Realmente, Xia An no se esperaba que Zhang Lu mostrara tanta satisfacción. Claramente, ella era la que había hecho algo mal.
"Zhang Lu, ¿todavía tienes cara? Si fuese yo, ya me habría quitado de en medio!"
"Entonces tú no eres yo, y sigues viva. Si quieres quitarte de en medio, tampoco te detendré", Zhang Lu reprendió a Zhao Zhenzhen con tal habilidad que parecía que estaba dislocando sus propias palabras. Cada una la hacía caer más en el borde del colapso.
Xia An permaneció callada durante todo este tiempo, consciente de que no podía ponerse a discutir con alguien tan despreciable como para no bajar su propio estatus y encender aún más la ira de Zhao Zhenzhen mientras ella disfrutaba alegremente.
"Zhang Lu, ¿crees que tus palabras podrían enfadarme? ¡Eres una idiota! ¡Ruci Chen es mi esposo! Tú eres solo una amante sin alma que intenta robarle a otro hombre", Zhao Zhenzhen señaló a Zhang Lu, alterada hasta el punto de temblar.
La voz de Zhao Zhenzhen era tan alta que atrajo la atención de algunas personas alrededor.
"¿Qué importa eso para ti?", Zhang Lu sintió las miradas extrañas y un poco desconcertada, pero mantuvo su compostura mientras observaba a Zhao Zhenzhen.
"¿Acaso ahora las mujeres amantes se atreven tanto? ¡Viven en el villa de otra persona a la vista del mundo entero! ¿Te has vuelto adicta al ser una amante?", Zhao Zhenzhen sabía que no podría ganarle a esta mujer sin escrúpulos, por lo que continuó rodeándola con el término "amante".
Los murmullos de los demás se intensificaron mientras Zhao Zhenzhen añadía: "Señoras, juzguen ustedes mismas..."

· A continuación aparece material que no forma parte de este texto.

//! Plain-text circuit panels for terminals.

use crate::circuit::Topology;
use crate::lab::{CircuitView, Lab};
use crate::model::BulbReading;

use super::flow::WireFlow;

/// Heading of a circuit panel.
pub fn title(topology: Topology) -> &'static str {
    match topology {
        Topology::Series => "Series circuit",
        Topology::Parallel => "Parallel circuit",
    }
}

/// One-sentence explanation shown under the heading.
pub fn description(topology: Topology) -> &'static str {
    match topology {
        Topology::Series => {
            "Current has only one path. If a bulb burns out the circuit opens and every bulb goes dark."
        }
        Topology::Parallel => {
            "Current splits into several paths. If a bulb burns out the others stay lit."
        }
    }
}

fn wire(flow: WireFlow) -> &'static str {
    if flow.flowing {
        "~~>"
    } else {
        "---"
    }
}

fn bulb_cell(reading: &BulbReading) -> String {
    let glyph = if reading.broken {
        "[x]".to_string()
    } else if reading.lit {
        format!("({:.0}%)", reading.brightness * 100.0)
    } else {
        "( )".to_string()
    };
    format!("{}:{}", reading.id, glyph)
}

fn switch_cell(on: bool) -> &'static str {
    if on {
        "[ON]"
    } else {
        "[OFF]"
    }
}

/// Render one circuit as a few lines of text.
pub fn render_panel(view: &CircuitView) -> String {
    let trunk = WireFlow::trunk(&view.output);
    let mut diagram = vec!["[+|-]".to_string(), wire(trunk).to_string()];

    match view.topology {
        Topology::Series => {
            for reading in &view.bulbs {
                diagram.push(bulb_cell(reading));
                diagram.push(wire(trunk).to_string());
            }
        }
        Topology::Parallel => {
            let branches: Vec<String> = view
                .bulbs
                .iter()
                .map(|reading| {
                    let branch = wire(WireFlow::branch(&view.output, reading));
                    format!("{}{}", branch, bulb_cell(reading))
                })
                .collect();
            diagram.push(format!("{{ {} }}", branches.join(" | ")));
            diagram.push(wire(trunk).to_string());
        }
    }
    diagram.push(switch_cell(view.power_on).to_string());

    let mut out = String::new();
    out.push_str(&format!("== {} ==\n", title(view.topology)));
    out.push_str(description(view.topology));
    out.push('\n');
    out.push_str(&diagram.join(" "));
    out.push('\n');
    out.push_str(&format!(
        "Voltage: {:.2} V | Current: {:.2} A | Per bulb: {:.2} A\n",
        view.output.total_voltage, view.output.total_current, view.output.per_bulb_current
    ));
    out
}

/// The shared control line: bulb count and source voltage.
pub fn render_controls(lab: &Lab) -> String {
    format!(
        "Bulbs: {} | Voltage: {:.1} V\n",
        lab.bulb_count(),
        lab.source_voltage()
    )
}

/// Render both circuits followed by the shared controls.
pub fn render_lab(lab: &Lab) -> String {
    let mut out = String::new();
    for topology in Topology::ALL {
        out.push_str(&render_panel(&lab.view(topology)));
        out.push('\n');
    }
    out.push_str(&render_controls(lab));
    out
}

"¡Basta!" Xia An le tomó del brazo a Zhao Zhenzhen.
No quería que Ruci Chen se metiera en problemas. Ya estaban destinados a separarse, así que sería mejor si lo hacían de la manera más amistosa posible.
Zhao Zhenzhen no estaba dispuesta a aceptarlo y notó claramente que Xia An no tenía intención de seguir discutiendo con ella.
Sin embargo, Zhang Lu no iba a quedar atrás.
"¿Acaso te atemoriza dejar que tu amiga siga hablando? ¡Xia An eres una idiota! Eres la que llegaste después y pretendes ser la esposa legítima", Zhang Lu se miró de arriba abajo a Xia An con coquetería.
Xia An no estaba planeando continuar dejando que Zhao Zhenzhen hablara, pero como alguien no quería que las cosas terminaran así, ella decidió enfrentarse hasta el final.
Zhang Lu pasó por encima de Zhao Zhenzhen y se acercó directamente a Zhang Lu. Xia An levantó su mano y le dio una bofetada a Zhang Lu.
Una vez que hubo terminado, se acercó lentamente y susurró claramente al oído: "Zhang Lu, mejor serás prudente o estás condenada a ser una amante hasta que me divorcie."
"¡Tú..."
"Eso es todo. Sé buena en tu papel de amante y no metas problemas. No te enfades porque no quiero mancharme las manos contigo. Si estás tan molesta, entonces no me divorciaré de Ruci Chen y nunca podrás quedarte en Jing Yuan de manera legal!", Xia An dijo con total justicia.
Zhang Lu lo sabía bien; si seguían luchando, ella sería la que se vería perjudicada. Por lo tanto, aunque le habían dado un golpe, optó por no devolverlo.